Captain Swing, c’est un peu le Terrible Pirate Roberts [1] de ce conte philosophique moderne, à mi-chemin entre Robin des Bois et Rorschach : peu importe son identité, ce sont les idées véhiculées qui comptent.




Ainsi, difficile de s’attacher aux personnages, si ce n’est à ce Charlie Gravel, un « Peeler » - c'est-à-dire un officier de la Metropolitan Police de Londres fondée par Sir Robert Peel - gardien de la paix sans arme chargé d’agir comme il peut contre une criminalité galopante à laquelle les « Bow Street Runners » (précurseurs des policiers londoniens, des hommes armés sous la houlette des magistrats) ajoutaient leur grain de sel en s’opposant constamment à eux. Charlie, à la fois respectueux des règlements et fougueux, n’écoute que son courage pour partir à la poursuite de ce bandit capable de sauter par-dessus un immeuble et de s’enfuir dans un bateau volant.
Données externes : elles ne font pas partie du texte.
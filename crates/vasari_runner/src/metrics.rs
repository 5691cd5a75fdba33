//! Run metrics.
//!
//! Instruments are registered on the global meter when the `metrics`
//! feature is enabled; otherwise every method is a no-op.

#[cfg(feature = "metrics")]
use opentelemetry::{
    KeyValue, global,
    metrics::{Counter, Histogram, Meter},
};

/// Counters and timings for a batch run.
#[cfg(feature = "metrics")]
#[derive(Clone)]
pub struct RunMetrics {
    /// Meter handle kept alive for metric instruments
    _meter: Meter,
    /// Dialogs that gained a generation
    pub generated: Counter<u64>,
    /// Dialogs whose generation failed
    pub failed: Counter<u64>,
    /// Dialogs skipped because they were already done
    pub skipped: Counter<u64>,
    /// Generation call duration in seconds
    pub duration: Histogram<f64>,
}

#[cfg(feature = "metrics")]
impl RunMetrics {
    /// Registers the instruments on the global meter.
    pub fn new() -> Self {
        use tracing::debug;
        let meter = global::meter("vasari_runner");

        let generated = meter
            .u64_counter("dialogs.generated")
            .with_description("Dialogs that gained a generation")
            .build();
        let failed = meter
            .u64_counter("dialogs.failed")
            .with_description("Dialogs whose generation failed")
            .build();
        let skipped = meter
            .u64_counter("dialogs.skipped")
            .with_description("Dialogs already carrying a generation")
            .build();
        let duration = meter
            .f64_histogram("generation.duration")
            .with_unit("seconds")
            .with_description("Generation call duration")
            .build();
        debug!("RunMetrics instruments created");

        Self {
            _meter: meter,
            generated,
            failed,
            skipped,
            duration,
        }
    }

    /// Records a successful generation.
    pub fn record_generated(&self, provider: &'static str, duration_secs: f64) {
        let labels = &[KeyValue::new("provider", provider)];
        self.generated.add(1, labels);
        self.duration.record(duration_secs, labels);
    }

    /// Records a failed generation.
    pub fn record_failed(&self, provider: &'static str, prompt_too_long: bool) {
        let labels = &[
            KeyValue::new("provider", provider),
            KeyValue::new("prompt_too_long", prompt_too_long),
        ];
        self.failed.add(1, labels);
    }

    /// Records a skipped dialog.
    pub fn record_skipped(&self) {
        self.skipped.add(1, &[]);
    }
}

/// Counters and timings for a batch run (inert without `metrics`).
#[cfg(not(feature = "metrics"))]
#[derive(Clone, Copy)]
pub struct RunMetrics;

#[cfg(not(feature = "metrics"))]
impl RunMetrics {
    /// Creates the inert recorder.
    pub fn new() -> Self {
        Self
    }

    /// Records a successful generation.
    pub fn record_generated(&self, _provider: &'static str, _duration_secs: f64) {}

    /// Records a failed generation.
    pub fn record_failed(&self, _provider: &'static str, _prompt_too_long: bool) {}

    /// Records a skipped dialog.
    pub fn record_skipped(&self) {}
}

impl Default for RunMetrics {
    fn default() -> Self {
        Self::new()
    }
}

impl std::fmt::Debug for RunMetrics {
    fn fmt(&self, f: &mut std::fmt::Formatter<'_>) -> std::fmt::Result {
        f.write_str("RunMetrics")
    }
}
//! Tests for error construction and conversion.

use vasari_error::{
    ConfigError, GenerationError, GenerationErrorKind, StorageError, StorageErrorKind,
    VasariError, VasariErrorKind, VasariResult,
};

fn fails_with_budget() -> VasariResult<()> {
    Err(GenerationError::new(GenerationErrorKind::PromptTooLong {
        tokens: 1500,
        max: 1024,
    })
    .into())
}

#[test]
fn test_generation_error_converts_into_vasari_error() {
    let err = fails_with_budget().unwrap_err();
    let generation = err.as_generation().expect("generation error");
    assert!(generation.is_prompt_too_long());
    assert!(err.to_string().contains("1500 tokens"));
}

#[test]
fn test_error_records_caller_location() {
    let err = ConfigError::new("bad flag");
    assert_eq!(err.file, file!());
    assert!(err.line > 0);
}

#[test]
fn test_storage_kind_classifies_missing_file() {
    let io = std::io::Error::new(std::io::ErrorKind::NotFound, "gone");
    let kind = StorageErrorKind::from_read(std::path::Path::new("dialogs.json"), &io);
    assert_eq!(kind, StorageErrorKind::NotFound("dialogs.json".to_string()));

    let err: VasariError = StorageError::new(kind).into();
    assert!(matches!(err.kind(), VasariErrorKind::Storage(_)));
    assert!(err.as_generation().is_none());
}

#[test]
fn test_api_error_display() {
    let err = GenerationError::new(GenerationErrorKind::Api {
        status: 422,
        message: "Input validation error".to_string(),
    });
    let text = format!("{}", err);
    assert!(text.contains("status 422"));
    assert!(!err.is_prompt_too_long());
}

#[test]
fn test_config_error_display_and_source() {
    let err = ConfigError::new("No input file given (--input_path)");
    let text = err.to_string();
    assert!(text.starts_with("Configuration Error: No input file given"));
    assert!(text.contains(file!()));
    assert!(std::error::Error::source(&err).is_none());

    let wrapped: VasariError = err.into();
    assert!(matches!(wrapped.kind(), VasariErrorKind::Config(_)));
}
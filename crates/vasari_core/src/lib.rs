//! Core data types for the Vasari batch generation tool.
//!
//! This crate provides the dialog records read from and written back to the
//! JSON dataset, the sampling configuration shared by every backend, and the
//! logging/metrics bootstrap used by the binary.

mod dialog;
mod generation_config;
mod observability;

pub use dialog::{Dialog, Turn};
pub use generation_config::{
    DEFAULT_MAX_NEW_TOKENS, DEFAULT_MAX_PROMPT_TOKENS, DEFAULT_REPETITION_PENALTY, DEFAULT_SEED,
    DEFAULT_TEMPERATURE, DEFAULT_TOP_P, GenerationConfig, GenerationConfigBuilder,
    T5_REPETITION_PENALTY,
};
pub use observability::{LogFormat, MetricsExporter, MetricsGuard, init_metrics, init_tracing};
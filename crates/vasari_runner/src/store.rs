//! Reading and rewriting the dialog JSON files.

use std::path::{Path, PathBuf};
use tracing::{debug, info, instrument};
use vasari_core::Dialog;
use vasari_error::{JsonError, StorageError, StorageErrorKind, VasariResult};

/// Loads dialogs and rewrites the output document.
///
/// Every save writes the whole array to a sibling temporary file and then
/// renames it over the output path, so readers never see a truncated file.
#[derive(Debug, Clone)]
pub struct DialogStore {
    output_path: PathBuf,
}

impl DialogStore {
    /// Creates a store writing to `output_path`.
    pub fn new(output_path: impl Into<PathBuf>) -> Self {
        Self {
            output_path: output_path.into(),
        }
    }

    /// Path the output document is written to.
    pub fn output_path(&self) -> &Path {
        &self.output_path
    }

    /// Reads a JSON array of dialogs.
    ///
    /// # Errors
    ///
    /// Returns a storage error if the file cannot be read and a JSON error if
    /// it is not an array of dialog objects.
    #[instrument(fields(path = %path.display()))]
    pub async fn load(path: &Path) -> VasariResult<Vec<Dialog>> {
        let raw = tokio::fs::read(path)
            .await
            .map_err(|e| StorageError::new(StorageErrorKind::from_read(path, &e)))?;
        let dialogs: Vec<Dialog> = serde_json::from_slice(&raw)
            .map_err(|e| JsonError::new(format!("{}: {}", path.display(), e)))?;
        let done = dialogs.iter().filter(|d| d.is_done()).count();
        info!(count = dialogs.len(), done, "Loaded dialogs");
        Ok(dialogs)
    }

    fn temp_path(&self) -> PathBuf {
        let mut name = self
            .output_path
            .file_name()
            .map(|n| n.to_os_string())
            .unwrap_or_default();
        name.push(".tmp");
        self.output_path.with_file_name(name)
    }

    /// Serializes all dialogs and replaces the output file.
    #[instrument(skip_all, fields(path = %self.output_path.display(), count = dialogs.len()))]
    pub async fn save(&self, dialogs: &[Dialog]) -> VasariResult<()> {
        let body = serde_json::to_vec(dialogs)
            .map_err(|e| JsonError::new(format!("Failed to serialize dialogs: {}", e)))?;

        let temp = self.temp_path();
        tokio::fs::write(&temp, &body)
            .await
            .map_err(|e| StorageError::new(StorageErrorKind::from_write(&temp, &e)))?;
        tokio::fs::rename(&temp, &self.output_path)
            .await
            .map_err(|e| StorageError::new(StorageErrorKind::from_write(&self.output_path, &e)))?;

        debug!(bytes = body.len(), "Dialogs saved");
        Ok(())
    }
}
Mais est-ce vraiment cet homme étrange adepte de la science philosophique qui est responsable du meurtre d’un policier ?
Charlie se retrouvera sans le savoir au cœur d’une conspiration touchant jusqu’aux plus hauts responsables du gouvernement.




Les dessins de Caceres ont cet agréable aspect des comics vintage, bourrés de détails et d'expressions faciales exagérées. Il y ajoute de nombreuses planches de machines pré-technologiques qui, avec les tonalités sombres choisies, confèrent une ambiance oppressante bienvenue.
L’ensemble va néanmoins bien trop vite et pose beaucoup plus de questions qu’il n’en résout, s’attardant sur une péripétie alors que le mystère reste entier. Warren Ellis a toutefois le mérite de rattacher ce récit à l’Histoire par le biais d’anecdotes bien réelles, qui donnent un éclairage nouveau à cette aventure. Un peu comme un V pour Vendetta à l’envers.




[1] : un personnage légendaire du film (et du livre) Princess Bride, pirate sanguinaire ayant la réputation de ne jamais laisser de survivant, mais dont on découvre qu'en fait il est régulièrement incarné par de nouveaux individus.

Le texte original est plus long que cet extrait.